Besides the native population, there are settled in Benares a great number of Turks, Tartars, Persians, and Armenians. The Rajah’s palace stands at Bamnaghur, about 1 mile above the city, on the opposite side of the river, where is also a superb temple built by Cheyt Singh; and, on an elevated and conspicuous site, on the city side of the river, the Emperor Aurungzebe erected, in the 17th century, a magnificent mosque. There are numerous other mosques, many of them inconveniently situated; also a number of Hindoo temples, stuck, says Bishop Heber, like shrines, in the angles of the streets, and under the shadow of the lofty houses. Their forms, however, are not ungraceful, and many of them are covered over with beautiful and elaborate carvings of flowers, animals, and palm-branches; equalling, in minuteness and richness, the best specimens that I have seen of Gothic or Grecian architecture. Fakirs houses, as they are called, adorned with idols, and sending out an unceasing tinkling of discordant instruments, occur at every turn; while religious mendicants, with distorted limbs, and in hideous attitudes of penance, literally line the chief streets on both sides.

Several of the natives here are men of affluence, who act as bankers, and are wont to facilitate the money operations of the East India Company. Some deal in diamonds, and other precious stones, brought hither from Bundelcund. Benares is, in fact, says Heber, a very industrious and wealthy, as well as a very holy city. It is the great mart where the shawls of the North, the diamonds of the South, and the muslins of Dacca and the East provinces centre; and it has considerable silk, cotton, and fine woollen manufactures of its own; while English hardware, swords, shields, and spears, from Lucknow and Monghyr, and various European luxuries, circulate through Bundelcund, Gorruckpoor, Nepaul, and other tracts which are removed from the main artery of the Ganges.

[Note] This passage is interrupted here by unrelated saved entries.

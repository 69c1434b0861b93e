//! Quiz report types with JSON persistence.

use std::path::Path;

use chrono::{DateTime, Utc};
use serde::{Deserialize, Serialize};
use uuid::Uuid;

use crate::error::{QuizError, Result};
use crate::model::QuestionId;

/// The outcome of one quiz session.
#[derive(Debug, Clone, PartialEq, Serialize, Deserialize)]
pub struct QuizReport {
    /// Unique run identifier.
    pub id: Uuid,
    /// When the session finished.
    pub completed_at: DateTime<Utc>,
    /// One entry per question actually asked, in order.
    pub answers: Vec<AnsweredQuestion>,
    /// Questions asked.
    pub asked: usize,
    /// Questions answered correctly.
    pub correct: usize,
    /// Percentage of correct answers.
    pub score: f64,
}

/// A single question as it was answered.
#[derive(Debug, Clone, PartialEq, Eq, Serialize, Deserialize)]
pub struct AnsweredQuestion {
    pub id: QuestionId,
    pub question: String,
    pub user_answer: String,
    pub is_correct: bool,
    #[serde(default)]
    pub explanation: Option<String>,
}

impl QuizReport {
    pub fn new(answers: Vec<AnsweredQuestion>) -> Self {
        let asked = answers.len();
        let correct = answers.iter().filter(|a| a.is_correct).count();
        let score = if asked == 0 {
            0.0
        } else {
            correct as f64 / asked as f64 * 100.0
        };
        Self {
            id: Uuid::new_v4(),
            completed_at: Utc::now(),
            answers,
            asked,
            correct,
            score,
        }
    }

    /// `"<correct>/<asked> correct (<score>%)"`.
    pub fn summary_line(&self) -> String {
        format!(
            "{}/{} correct ({:.1}%)",
            self.correct, self.asked, self.score
        )
    }

    /// Questions answered incorrectly.
    pub fn misses(&self) -> impl Iterator<Item = &AnsweredQuestion> {
        self.answers.iter().filter(|a| !a.is_correct)
    }

    /// Save the report as JSON to a file.
    pub fn save_json(&self, path: &Path) -> Result<()> {
        let json = serde_json::to_string_pretty(self)
            .map_err(|e| QuizError::format("report", e.to_string()))?;
        if let Some(parent) = path.parent().filter(|p| !p.as_os_str().is_empty()) {
            std::fs::create_dir_all(parent).map_err(|e| QuizError::io(parent, e))?;
        }
        std::fs::write(path, json).map_err(|e| QuizError::io(path, e))
    }

    /// Load a report from a JSON file.
    pub fn load_json(path: &Path) -> Result<Self> {
        let content = std::fs::read_to_string(path).map_err(|e| QuizError::io(path, e))?;
        serde_json::from_str(&content)
            .map_err(|e| QuizError::format(path.display().to_string(), e.to_string()))
    }
}
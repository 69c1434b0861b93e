//! quizgen-core — question bank, quiz selection, scoring and metrics.
//!
//! This crate holds everything the `quiz` binary needs apart from argument
//! parsing: loading and exporting question banks, building a quiz from
//! per-difficulty counts, administering it over any line-based input, and
//! persisting per-question metrics.

pub mod bank;
pub mod config;
pub mod error;
pub mod metrics;
pub mod model;
pub mod report;
pub mod selection;
pub mod session;

pub use error::{QuizError, Result};
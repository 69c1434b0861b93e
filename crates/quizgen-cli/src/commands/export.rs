//! The `quiz export` command.

use std::path::PathBuf;

use anyhow::Result;

use quizgen_core::bank::QuestionBank;
use quizgen_core::model::Difficulty;

pub fn execute(
    bank_path: PathBuf,
    output: PathBuf,
    topic: Option<String>,
    difficulty: Option<String>,
    tags: Vec<String>,
) -> Result<()> {
    let difficulty = difficulty
        .map(|d| d.parse::<Difficulty>().map_err(|e| anyhow::anyhow!("{e}")))
        .transpose()?;

    let bank = QuestionBank::load(&bank_path)?;
    let filtered = bank.filter(topic.as_deref(), difficulty, &tags);
    filtered.export(&output)?;

    println!(
        "Exported {} of {} questions to {}",
        filtered.len(),
        bank.len(),
        output.display()
    );
    Ok(())
}
//! Error types for quizgen.
//!
//! Every fallible library operation returns [`QuizError`]; the binary wraps
//! these in `anyhow` for display.

use std::path::{Path, PathBuf};

use thiserror::Error;

use crate::model::Difficulty;

/// Convenience alias used throughout the crate.
pub type Result<T, E = QuizError> = std::result::Result<T, E>;

/// Errors that can occur while loading, selecting or persisting quiz data.
#[derive(Debug, Error)]
pub enum QuizError {
    /// Malformed JSON, a missing required field, or an invalid value.
    #[error("invalid format in {source_name}: {message}")]
    Format {
        source_name: String,
        message: String,
    },

    /// Not enough matching questions to satisfy a requested count.
    #[error("not enough {bucket} questions: requested {requested}, only {available} available")]
    InsufficientQuestions {
        bucket: Bucket,
        requested: usize,
        available: usize,
    },

    /// Per-difficulty counts were combined with a flat total.
    #[error("per-difficulty counts cannot be combined with a total question count")]
    ConflictingCounts,

    /// A file could not be read or written.
    #[error("I/O error on {}: {source}", .path.display())]
    Io {
        path: PathBuf,
        #[source]
        source: std::io::Error,
    },
}

impl QuizError {
    pub(crate) fn format(source_name: impl Into<String>, message: impl Into<String>) -> Self {
        QuizError::Format {
            source_name: source_name.into(),
            message: message.into(),
        }
    }

    pub(crate) fn io(path: &Path, source: std::io::Error) -> Self {
        QuizError::Io {
            path: path.to_path_buf(),
            source,
        }
    }
}

/// The pool a selection was drawn from, for error reporting.
#[derive(Debug, Clone, Copy, PartialEq, Eq)]
pub enum Bucket {
    /// A single difficulty bucket.
    Difficulty(Difficulty),
    /// The whole (topic-filtered) bank.
    Any,
}

impl std::fmt::Display for Bucket {
    fn fmt(&self, f: &mut std::fmt::Formatter<'_>) -> std::fmt::Result {
        match self {
            Bucket::Difficulty(d) => write!(f, "{d}"),
            Bucket::Any => write!(f, "matching"),
        }
    }
}

#[cfg(test)]
mod tests {
    use super::*;

    #[test]
    fn insufficient_message_names_bucket() {
        let err = QuizError::InsufficientQuestions {
            bucket: Bucket::Difficulty(Difficulty::Easy),
            requested: 4,
            available: 3,
        };
        assert_eq!(
            err.to_string(),
            "not enough easy questions: requested 4, only 3 available"
        );
    }

    #[test]
    fn io_error_includes_path() {
        let err = QuizError::io(
            Path::new("missing.json"),
            std::io::Error::new(std::io::ErrorKind::NotFound, "no such file"),
        );
        assert!(err.to_string().contains("missing.json"));
    }
}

Benares has long been the most celebrated seat of Brahminical learning in Hindoostan; and is still so revered, that many foreign Hindoo Rajahs keep vakeels or deputies here to perform for them the requisite oblations and sacrifices. The Hindoo Sanscrit college of Benares, founded in 1791, is the chief seat of native learning in India; an English class was added to this college in 1827, when the number of students was 259; in 1830, the number of students was increased to 287. In 1811, it was found necessary to re-model the regulations of the Hindoo college, and to correct the prevailing abuses. A great many other schools have been established here by missionaries and others, of late years, which are well attended; in one of these, upwards of 200 scholars are taught English, Hindoostanee, Persian, and Arabic, as well as writing, arithmetic, geography, general history, and astronomy; there are also private teachers of both Mahometan and Hindoo law.

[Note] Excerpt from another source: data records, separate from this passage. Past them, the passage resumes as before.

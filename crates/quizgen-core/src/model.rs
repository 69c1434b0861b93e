//! Core data model types for quizgen.
//!
//! A [`Question`] is immutable once loaded. Its JSON shape is the question
//! bank file format: the answer fields depend on the `type` tag.

use std::fmt;
use std::str::FromStr;

use serde::{Deserialize, Serialize};

/// Question identifier, unique within a bank.
pub type QuestionId = u64;

/// A single question in a bank.
#[derive(Debug, Clone, PartialEq, Eq, Serialize, Deserialize)]
pub struct Question {
    /// Unique identifier.
    pub id: QuestionId,
    /// The prompt shown to the user.
    #[serde(rename = "question", alias = "text")]
    pub text: String,
    /// Question type together with its choices and correct answer.
    #[serde(flatten)]
    pub kind: QuestionKind,
    /// Difficulty bucket.
    pub difficulty: Difficulty,
    /// Topic used for filtering.
    pub topic: String,
    /// Free-form tags used for filtering.
    #[serde(default)]
    pub tags: Vec<String>,
    /// Shown after an incorrect answer.
    #[serde(default, skip_serializing_if = "Option::is_none")]
    pub explanation: Option<String>,
}

/// The answer shape of a question, tagged by `type` in JSON.
#[derive(Debug, Clone, PartialEq, Eq, Serialize, Deserialize)]
#[serde(tag = "type")]
pub enum QuestionKind {
    /// Pick one of several choices; `correct` is the zero-based index.
    #[serde(rename = "mcq", alias = "multiple-choice")]
    MultipleChoice { choices: Vec<String>, correct: usize },
    /// Free text answer compared case-insensitively.
    #[serde(rename = "short", alias = "short-answer")]
    ShortAnswer { answer: String },
}

impl Question {
    /// Returns `true` if `response` answers this question correctly.
    ///
    /// Short answers are compared trimmed and case-insensitively. For
    /// multiple choice, a 1-based choice number or the choice text itself
    /// both count.
    pub fn is_correct(&self, response: &str) -> bool {
        let response = response.trim();
        match &self.kind {
            QuestionKind::ShortAnswer { answer } => {
                response.to_lowercase() == answer.trim().to_lowercase()
            }
            QuestionKind::MultipleChoice { choices, correct } => {
                if let Ok(n) = response.parse::<usize>() {
                    if (1..=choices.len()).contains(&n) {
                        return n - 1 == *correct;
                    }
                }
                choices
                    .get(*correct)
                    .is_some_and(|c| c.trim().to_lowercase() == response.to_lowercase())
            }
        }
    }

    /// Returns `true` if the question carries every tag in `tags`.
    pub fn has_tags(&self, tags: &[String]) -> bool {
        tags.iter().all(|t| self.tags.contains(t))
    }

    /// The correct answer rendered for display.
    pub fn correct_answer(&self) -> &str {
        match &self.kind {
            QuestionKind::ShortAnswer { answer } => answer,
            QuestionKind::MultipleChoice { choices, correct } => {
                choices.get(*correct).map(String::as_str).unwrap_or("")
            }
        }
    }
}

/// Difficulty bucket.
#[derive(Debug, Clone, Copy, PartialEq, Eq, Hash, PartialOrd, Ord, Serialize, Deserialize)]
#[serde(rename_all = "lowercase")]
pub enum Difficulty {
    Easy,
    Medium,
    Hard,
}

impl Difficulty {
    /// All buckets, easiest first.
    pub const ALL: [Difficulty; 3] = [Difficulty::Easy, Difficulty::Medium, Difficulty::Hard];
}

impl fmt::Display for Difficulty {
    fn fmt(&self, f: &mut fmt::Formatter<'_>) -> fmt::Result {
        match self {
            Difficulty::Easy => write!(f, "easy"),
            Difficulty::Medium => write!(f, "medium"),
            Difficulty::Hard => write!(f, "hard"),
        }
    }
}

impl FromStr for Difficulty {
    type Err = String;

    fn from_str(s: &str) -> Result<Self, Self::Err> {
        match s.to_lowercase().as_str() {
            "easy" => Ok(Difficulty::Easy),
            "medium" => Ok(Difficulty::Medium),
            "hard" => Ok(Difficulty::Hard),
            other => Err(format!("unknown difficulty: {other}")),
        }
    }
}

The vicinity of the city is fertile and well cultivated, but very bare of wood; fuel is, consequently, scarce and high-priced. In 1017, the city was taken by Sultan Mahmood, and, from 1190, followed the fortunes of the Delhi sovereigns until 1775, when it devolved to the British, under whom it has enjoyed perfect tranquillity, with the exception of one single instance of temporary disturbance. Population about 200,000. [I, 372-74]

Sources for this entry: [Bishop] Heber’s Narrative; Hamilton’s East India Gazette; Parliamentary Papers.)


Blackie, Walker Graham. The Imperial Gazetteer: A General Dictionary of Geography, Physical, Political, Statistical and Descriptive. 4 vols. London: Blackie & Son, 1856. Internet Archive online version of a copy in the University of California Library. Web. 24 November 2018.